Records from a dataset
//! # API Facade
//!
//! The API layer is a **thin facade** over [`PageRepository`] shaped like the
//! admin endpoints the page builder talks to. It does not know about HTTP
//! servers; a web handler deserializes a body, calls [`FolioApi::handle`] and
//! writes out the [`ApiResponse`] with its status code.
//!
//! ## Request Context
//!
//! Who is making a request is an explicit [`RequestContext`] passed into every
//! call. There is no ambient session lookup: the handler that authenticated the
//! request builds the context and threads it through.
//!
//! ## Wire Format
//!
//! Requests are tagged by `action`:
//!
//! ```json
//! {"action": "update_content", "page_id": 7, "content": "<p>Hello world</p>"}
//! {"action": "save_draft", "page_id": 7, "content": "<p>wip</p>", "timestamp": 1700000000}
//! {"action": "load_draft", "page_id": 7}
//! {"action": "delete_draft", "page_id": 7}
//! {"action": "history", "page_id": 7, "limit": 5}
//! {"action": "list_blocks"}
//! {"action": "load_block", "name": "hero.html"}
//! ```
//!
//! Responses always carry `success`. Failures add `error` and use the status
//! code of the [`FolioError`]; an unparsable request is a 400.

use crate::error::{FolioError, Result};
use crate::repository::PageRepository;
use crate::store::StorageBackend;
use chrono::Utc;
use serde::{Deserialize, Serialize};
use serde_json::{json, Value};

/// Identity of the caller, established by whoever authenticated the request.
#[derive(Debug, Clone, PartialEq, Eq)]
pub struct RequestContext {
    username: String,
}

impl RequestContext {
    pub fn new(username: impl Into<String>) -> Self {
        Self {
            username: username.into(),
        }
    }

    pub fn username(&self) -> &str {
        &self.username
    }
}

#[derive(Debug, Clone, PartialEq, Serialize, Deserialize)]
#[serde(tag = "action", rename_all = "snake_case")]
pub enum ApiRequest {
    UpdateContent {
        page_id: i64,
        content: String,
    },
    SaveDraft {
        page_id: i64,
        content: String,
        #[serde(default)]
        timestamp: Option<i64>,
    },
    LoadDraft {
        page_id: i64,
    },
    DeleteDraft {
        page_id: i64,
    },
    History {
        page_id: i64,
        #[serde(default)]
        limit: Option<i64>,
    },
    ListBlocks,
    LoadBlock {
        name: String,
    },
}

#[derive(Debug, Clone, PartialEq, Serialize)]
pub struct ApiResponse {
    pub status: u16,
    pub body: Value,
}

impl ApiResponse {
    fn ok(mut body: Value) -> Self {
        if let Some(fields) = body.as_object_mut() {
            fields.insert("success".to_string(), Value::Bool(true));
        }
        Self { status: 200, body }
    }

    pub fn from_error(err: &FolioError) -> Self {
        Self {
            status: err.status_code(),
            body: json!({
                "success": false,
                "error": err.to_string(),
            }),
        }
    }

    pub fn is_success(&self) -> bool {
        (200..300).contains(&self.status)
    }
}

/// The main API facade for folio operations.
///
/// Generic over `StorageBackend` to allow different storage backends.
pub struct FolioApi<B: StorageBackend> {
    repository: PageRepository<B>,
}

impl<B: StorageBackend> FolioApi<B> {
    pub fn new(repository: PageRepository<B>) -> Self {
        Self { repository }
    }

    pub fn repository(&self) -> &PageRepository<B> {
        &self.repository
    }

    /// Parse a raw request body and dispatch it.
    pub fn handle_json(&self, ctx: &RequestContext, body: &str) -> ApiResponse {
        match serde_json::from_str::<ApiRequest>(body) {
            Ok(request) => self.handle(ctx, request),
            Err(err) => ApiResponse::from_error(&FolioError::BadRequest(err.to_string())),
        }
    }

    pub fn handle(&self, ctx: &RequestContext, request: ApiRequest) -> ApiResponse {
        match self.dispatch(ctx, request) {
            Ok(body) => ApiResponse::ok(body),
            Err(err) => ApiResponse::from_error(&err),
        }
    }

    fn dispatch(&self, ctx: &RequestContext, request: ApiRequest) -> Result<Value> {
        match request {
            ApiRequest::UpdateContent { page_id, content } => {
                let update =
                    self.repository
                        .update_page_content(page_id, &content, ctx.username())?;
                Ok(serde_json::to_value(update)?)
            }
            ApiRequest::SaveDraft {
                page_id,
                content,
                timestamp,
            } => {
                let timestamp = timestamp.unwrap_or_else(|| Utc::now().timestamp());
                self.repository
                    .save_draft(page_id, &content, Some(timestamp))?;
                Ok(json!({ "timestamp": timestamp }))
            }
            ApiRequest::LoadDraft { page_id } => {
                let draft = self.repository.load_draft(page_id)?;
                Ok(json!({ "draft": draft }))
            }
            ApiRequest::DeleteDraft { page_id } => {
                self.repository.delete_draft(page_id)?;
                Ok(json!({}))
            }
            ApiRequest::History { page_id, limit } => {
                let history = self.repository.get_history(page_id, limit)?;
                Ok(json!({ "history": history }))
            }
            ApiRequest::ListBlocks => Ok(json!({ "blocks": self.repository.list_blocks() })),
            ApiRequest::LoadBlock { name } => {
                let content = self.repository.load_block(&name)?;
                Ok(json!({ "name": name, "content": content }))
            }
        }
    }
}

- _Description of the task_
Your task is to list each line of the records with the word "StorageBackend".

- _Written response_
use crate::store::StorageBackend;
/// Generic over `StorageBackend` to allow different storage backends.
pub struct FolioApi<B: StorageBackend> {
impl<B: StorageBackend> FolioApi<B> {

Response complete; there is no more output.